■ **Problem requirements**
Search the data below for the string "healthy". Extract every line that contains it.

[Data excerpts]
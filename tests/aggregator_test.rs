use alloy::primitives::{Address, U256};
use dca_positions::datasource::{
    underlying_key, IndexerPosition, IndexerSource, IndexerSwapInterval, IndexerToken, MockIndexer,
    MockUnderlyingResolver,
};
use dca_positions::domain::{
    ChainId, PositionKey, PositionVersion, TransactionKind, TransactionReceipt, TransactionRecord,
    TxHash, Underlying,
};
use dca_positions::engine::{Aggregator, IndexerRegistry, PositionTracker};
use dca_positions::{DataSourceError, EngineError};
use std::str::FromStr;
use std::sync::Arc;

const USER: &str = "0x00000000000000000000000000000000000000aa";
const OTHER_USER: &str = "0x00000000000000000000000000000000000000bb";
const SHARE: &str = "0x00000000000000000000000000000000000000f1";
const UNDERLYING: &str = "0x00000000000000000000000000000000000000f0";

fn user() -> Address {
    Address::from_str(USER).unwrap()
}

fn plain_token(address: &str, symbol: &str) -> IndexerToken {
    IndexerToken {
        address: address.to_string(),
        decimals: 18,
        symbol: symbol.to_string(),
        name: String::new(),
        kind: "BASE".to_string(),
        underlying_tokens: vec![],
    }
}

fn share_token() -> IndexerToken {
    IndexerToken {
        address: SHARE.to_string(),
        decimals: 6,
        symbol: "yvUSDC".to_string(),
        name: String::new(),
        kind: "YIELD_BEARING_SHARE".to_string(),
        underlying_tokens: vec![IndexerToken {
            decimals: 6,
            ..plain_token(UNDERLYING, "USDC")
        }],
    }
}

fn record(id: u64, owner: &str, status: &str) -> IndexerPosition {
    IndexerPosition {
        id: id.to_string(),
        user: owner.to_string(),
        status: status.to_string(),
        created_at_timestamp: (1_700_000_000 + id).to_string(),
        from: plain_token("0x0000000000000000000000000000000000000001", "DAI"),
        to: plain_token("0x0000000000000000000000000000000000000002", "WETH"),
        swap_interval: IndexerSwapInterval {
            interval: "86400".to_string(),
        },
        rate: "10".to_string(),
        remaining_liquidity: "100".to_string(),
        remaining_swaps: "10".to_string(),
        to_withdraw: "0".to_string(),
        total_deposited: "100".to_string(),
        total_swapped: "0".to_string(),
        total_withdrawn: "0".to_string(),
        total_swaps: "10".to_string(),
        total_executed_swaps: "0".to_string(),
        deposited_rate_underlying: None,
        total_swapped_underlying_accum: None,
        to_withdraw_underlying_accum: None,
        permissions: vec![],
        pair: None,
    }
}

fn registry(entries: Vec<(PositionVersion, u64, MockIndexer)>) -> IndexerRegistry {
    let mut sources = IndexerRegistry::new();
    for (version, chain, indexer) in entries {
        let source: Arc<dyn IndexerSource> = Arc::new(indexer);
        sources.insert((version, ChainId(chain)), source);
    }
    sources
}

#[tokio::test]
async fn test_failed_source_is_skipped() {
    let healthy = MockIndexer::new()
        .with_record(record(1, USER, "ACTIVE"))
        .with_record(record(2, USER, "COMPLETED"));
    let broken = MockIndexer::new().failing(DataSourceError::NetworkError("timeout".into()));
    let aggregator = Aggregator::new(
        registry(vec![
            (PositionVersion::V4, 10, healthy),
            (PositionVersion::V4, 137, broken.clone()),
        ]),
        Arc::new(MockUnderlyingResolver::new()),
    );

    let positions = aggregator.fetch_current(Some(&user())).await.unwrap();

    assert_eq!(positions.len(), 2);
    assert!(positions.contains_key(&PositionKey::onchain(1u64, PositionVersion::V4)));
    assert_eq!(broken.call_count(), 1);
}

#[tokio::test]
async fn test_all_sources_failing_yields_empty_set() {
    let aggregator = Aggregator::new(
        registry(vec![(
            PositionVersion::V4,
            10,
            MockIndexer::new().failing(DataSourceError::RateLimited),
        )]),
        Arc::new(MockUnderlyingResolver::new()),
    );
    assert!(aggregator.fetch_current(Some(&user())).await.unwrap().is_empty());
}

#[tokio::test]
async fn test_no_account_skips_sources() {
    let indexer = MockIndexer::new().with_record(record(1, USER, "ACTIVE"));
    let aggregator = Aggregator::new(
        registry(vec![(PositionVersion::V4, 10, indexer.clone())]),
        Arc::new(MockUnderlyingResolver::new()),
    );

    assert!(aggregator.fetch_current(None).await.unwrap().is_empty());
    assert_eq!(indexer.call_count(), 0);
}

#[tokio::test]
async fn test_pages_until_short_page() {
    let indexer =
        MockIndexer::new().with_records((1..=5).map(|id| record(id, USER, "ACTIVE")).collect());
    let aggregator = Aggregator::new(
        registry(vec![(PositionVersion::V4, 10, indexer.clone())]),
        Arc::new(MockUnderlyingResolver::new()),
    )
    .with_page_size(2);

    let positions = aggregator.fetch_current(Some(&user())).await.unwrap();
    assert_eq!(positions.len(), 5);
    // 2 + 2 + 1
    assert_eq!(indexer.call_count(), 3);
}

#[tokio::test]
async fn test_exact_multiple_needs_one_empty_page() {
    let indexer =
        MockIndexer::new().with_records((1..=4).map(|id| record(id, USER, "ACTIVE")).collect());
    let aggregator = Aggregator::new(
        registry(vec![(PositionVersion::V4, 10, indexer.clone())]),
        Arc::new(MockUnderlyingResolver::new()),
    )
    .with_page_size(2);

    assert_eq!(aggregator.fetch_current(Some(&user())).await.unwrap().len(), 4);
    assert_eq!(indexer.call_count(), 3);
}

#[tokio::test]
async fn test_status_and_owner_filters() {
    let indexer = MockIndexer::new()
        .with_record(record(1, USER, "ACTIVE"))
        .with_record(record(2, USER, "TERMINATED"))
        .with_record(record(3, OTHER_USER, "ACTIVE"));
    let aggregator = Aggregator::new(
        registry(vec![(PositionVersion::V4, 10, indexer)]),
        Arc::new(MockUnderlyingResolver::new()),
    );

    let current = aggregator.fetch_current(Some(&user())).await.unwrap();
    assert_eq!(current.len(), 1);
    assert!(current.contains_key(&PositionKey::onchain(1u64, PositionVersion::V4)));

    let past = aggregator.fetch_past(Some(&user())).await.unwrap();
    assert_eq!(past.len(), 1);
    assert!(past.contains_key(&PositionKey::onchain(2u64, PositionVersion::V4)));
}

#[tokio::test]
async fn test_same_id_on_two_versions_kept_apart() {
    let aggregator = Aggregator::new(
        registry(vec![
            (
                PositionVersion::V3,
                10,
                MockIndexer::new().with_record(record(7, USER, "ACTIVE")),
            ),
            (
                PositionVersion::V4,
                10,
                MockIndexer::new().with_record(record(7, USER, "ACTIVE")),
            ),
        ]),
        Arc::new(MockUnderlyingResolver::new()),
    );

    let positions = aggregator.fetch_current(Some(&user())).await.unwrap();
    assert_eq!(positions.len(), 2);
    assert!(positions.contains_key(&PositionKey::onchain(7u64, PositionVersion::V3)));
    assert!(positions.contains_key(&PositionKey::onchain(7u64, PositionVersion::V4)));
}

#[tokio::test]
async fn test_malformed_record_is_skipped() {
    let mut bad = record(2, USER, "ACTIVE");
    bad.rate = "not-a-number".to_string();
    let aggregator = Aggregator::new(
        registry(vec![(
            PositionVersion::V4,
            10,
            MockIndexer::new()
                .with_record(record(1, USER, "ACTIVE"))
                .with_record(bad),
        )]),
        Arc::new(MockUnderlyingResolver::new()),
    );

    let positions = aggregator.fetch_current(Some(&user())).await.unwrap();
    assert_eq!(positions.len(), 1);
}

#[tokio::test]
async fn test_resolves_underlying_in_one_batch() {
    let mut first = record(1, USER, "ACTIVE");
    first.from = share_token();
    let mut second = record(2, USER, "ACTIVE");
    second.from = share_token();
    second.remaining_liquidity = "50".to_string();

    let underlying = Address::from_str(UNDERLYING).unwrap();
    let resolver = MockUnderlyingResolver::new()
        .with_entry(underlying_key(ChainId(10), &underlying, U256::from(100u64)), U256::from(103u64))
        .with_entry(underlying_key(ChainId(10), &underlying, U256::from(50u64)), U256::from(51u64));
    let aggregator = Aggregator::new(
        registry(vec![(
            PositionVersion::V4,
            10,
            MockIndexer::new().with_record(first).with_record(second),
        )]),
        Arc::new(resolver.clone()),
    );

    let positions = aggregator.fetch_current(Some(&user())).await.unwrap();

    assert_eq!(resolver.call_count(), 1);
    assert_eq!(resolver.received().len(), 2);
    let one = &positions[&PositionKey::onchain(1u64, PositionVersion::V4)];
    assert_eq!(
        one.remaining_liquidity_underlying,
        Underlying::Known(U256::from(103u64))
    );
    assert_eq!(one.to_withdraw_underlying, Underlying::NotApplicable);
    let two = &positions[&PositionKey::onchain(2u64, PositionVersion::V4)];
    assert_eq!(
        two.remaining_liquidity_underlying,
        Underlying::Known(U256::from(51u64))
    );
}

#[tokio::test]
async fn test_no_wrapped_sides_skips_resolver() {
    let resolver = MockUnderlyingResolver::new();
    let aggregator = Aggregator::new(
        registry(vec![(
            PositionVersion::V4,
            10,
            MockIndexer::new().with_record(record(1, USER, "ACTIVE")),
        )]),
        Arc::new(resolver.clone()),
    );

    aggregator.fetch_current(Some(&user())).await.unwrap();
    assert_eq!(resolver.call_count(), 0);
}

#[tokio::test]
async fn test_missing_resolver_entry_leaves_unknown() {
    let mut wrapped = record(1, USER, "ACTIVE");
    wrapped.from = share_token();
    let aggregator = Aggregator::new(
        registry(vec![(
            PositionVersion::V4,
            10,
            MockIndexer::new().with_record(wrapped),
        )]),
        Arc::new(MockUnderlyingResolver::new()),
    );

    let positions = aggregator.fetch_current(Some(&user())).await.unwrap();
    let position = &positions[&PositionKey::onchain(1u64, PositionVersion::V4)];
    assert_eq!(position.remaining_liquidity_underlying, Underlying::Unknown);
}

#[tokio::test]
async fn test_resolver_failure_fails_the_fetch() {
    let mut wrapped = record(1, USER, "ACTIVE");
    wrapped.from = share_token();
    let aggregator = Aggregator::new(
        registry(vec![(
            PositionVersion::V4,
            10,
            MockIndexer::new().with_record(wrapped),
        )]),
        Arc::new(
            MockUnderlyingResolver::new().failing(DataSourceError::HttpError {
                status: 502,
                message: "bad gateway".into(),
            }),
        ),
    );

    let err = aggregator.fetch_current(Some(&user())).await.unwrap_err();
    assert!(matches!(err, EngineError::UnderlyingResolutionFailure(_)));
}

#[tokio::test]
async fn test_refresh_is_idempotent() {
    let aggregator = Aggregator::new(
        registry(vec![(
            PositionVersion::V4,
            10,
            MockIndexer::new()
                .with_record(record(1, USER, "ACTIVE"))
                .with_record(record(2, USER, "ACTIVE"))
                .with_record(record(3, USER, "TERMINATED")),
        )]),
        Arc::new(MockUnderlyingResolver::new()),
    );
    let tracker = PositionTracker::new(aggregator);

    assert_eq!(tracker.refresh_current(&user()).await.unwrap(), 2);
    let first = tracker.current_sorted(&user());
    assert_eq!(tracker.refresh_current(&user()).await.unwrap(), 2);
    assert_eq!(tracker.current_sorted(&user()), first);

    assert_eq!(tracker.refresh_past(&user()).await.unwrap(), 1);
    assert_eq!(tracker.refresh_past(&user()).await.unwrap(), 1);
}

#[tokio::test]
async fn test_current_sorted_newest_first() {
    let aggregator = Aggregator::new(
        registry(vec![(
            PositionVersion::V4,
            10,
            MockIndexer::new()
                .with_record(record(1, USER, "ACTIVE"))
                .with_record(record(3, USER, "ACTIVE"))
                .with_record(record(2, USER, "ACTIVE")),
        )]),
        Arc::new(MockUnderlyingResolver::new()),
    );
    let tracker = PositionTracker::new(aggregator);
    tracker.refresh_current(&user()).await.unwrap();

    let ids: Vec<String> = tracker
        .current_sorted(&user())
        .iter()
        .map(|p| p.key.to_string())
        .collect();
    assert_eq!(ids, vec!["3-v4", "2-v4", "1-v4"]);
}

#[tokio::test]
async fn test_accounts_keep_separate_sessions() {
    let other = Address::from_str(OTHER_USER).unwrap();
    let aggregator = Aggregator::new(
        registry(vec![(
            PositionVersion::V4,
            10,
            MockIndexer::new()
                .with_record(record(1, USER, "ACTIVE"))
                .with_record(record(2, OTHER_USER, "ACTIVE")),
        )]),
        Arc::new(MockUnderlyingResolver::new()),
    );
    let tracker = PositionTracker::new(aggregator);
    let key = PositionKey::onchain(1u64, PositionVersion::V4);
    let add_funds = TransactionRecord::new(
        TxHash::new("0xadd"),
        ChainId(10),
        TransactionKind::AddFunds {
            position: key.clone(),
            new_funds: U256::from(100u64),
        },
    );

    tracker.refresh_current(&user()).await.unwrap();
    tracker.mark_pending(&user(), &add_funds).unwrap();
    tracker.refresh_current(&other).await.unwrap();

    assert_eq!(tracker.session_count(), 2);
    assert_eq!(tracker.pending_count(), 1);
    let mine = tracker.current_sorted(&user());
    assert_eq!(mine.len(), 1);
    assert_eq!(mine[0].pending_transaction, TxHash::new("0xadd"));
    let theirs: Vec<String> = tracker
        .current_sorted(&other)
        .iter()
        .map(|p| p.key.to_string())
        .collect();
    assert_eq!(theirs, vec!["2-v4"]);

    tracker
        .apply_confirmed(&user(), &add_funds, &TransactionReceipt::default())
        .unwrap();
    assert_eq!(tracker.pending_count(), 0);
    let confirmed = tracker.book(&user());
    let position = confirmed.get(&key).unwrap();
    assert_eq!(position.remaining_liquidity, U256::from(200u64));
    assert!(!position.has_pending());
    assert!(tracker.book(&other).get(&key).is_none());
}

#[tokio::test]
async fn test_unknown_account_has_no_positions() {
    let aggregator = Aggregator::new(registry(vec![]), Arc::new(MockUnderlyingResolver::new()));
    let tracker = PositionTracker::new(aggregator);
    assert!(tracker.current_sorted(&user()).is_empty());
    assert!(tracker.past_sorted(&user()).is_empty());
    assert_eq!(tracker.session_count(), 0);
}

■ **Written response**
    let healthy = MockIndexer::new()
            (PositionVersion::V4, 10, healthy),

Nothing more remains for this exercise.